穿的是簡單的淺雪青色半臂,袖上的纏枝蓮紋一圈繞著一圈,精緻而細巧。
衣裳是小楊氏那邊送來的,宋儀約略地猜到這裡面的意思,因為周兼也會去賞蘭盛會。
想想也是有意思,她以為與這人緣分已經盡了,所以沒有再奢想過更多。然而在彭府門口的一次重逢,雖然沒有一句話,可兩個人之間得距離似乎瞬間就近了。
明明……
即便是在以前,她跟周兼也不過是數面之緣,對這個人的大多數印象來源於旁人的傳揚,多半都是周兼對她有所謂的“一見鍾情”,可還不全然都因為這樣的相貌?

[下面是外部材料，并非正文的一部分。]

#![doc = include_str!("../README.md")]

mod common;
pub use common::*;
// Public re-export so downstream crates can build ids without depending on
// `ferroid` directly.
pub use ferroid;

而她也太早被劃定了人生的界限,所以沒有想過別人,對周兼既然滿意,那自然滿心滿眼都是他了。
只是現在……
周兼真的是她良配嗎?
兩個人不是沒有重新回到軌跡上的可能。
現在的周兼表現給小楊氏的一切都是善意的,他甚至摒棄了舊日的恩仇,也忘掉了宋元啟曾經的見死不救和忘恩負義,現在他願意跟他們聯手起來,一起解救宋元啟與周博。
不可謂不完美了。
宋儀還能奢求什麼呢?
她自己也不知道了。
梳妝打扮好,時辰也差不多了。
賞蘭盛會一般都要開上三天,大多在傍晚的時候開始,期間來自各地的蘭花都會被匯聚到朱雀街旁側的小街裡,正是達官貴人們經常經過的地方。
因為今年來賞蘭盛會名聲在外,這一條原本沒有什麼名氣的街,也成為了京城大名鼎鼎的“蘭街”。
宋儀等人是與楊府一道去蘭街的,每到這個時候,青年男女們總是打扮好了,各自把自己最漂亮的一面展示出來,因為誰也不知道,是不是能在這裡邂逅一場新的姻緣。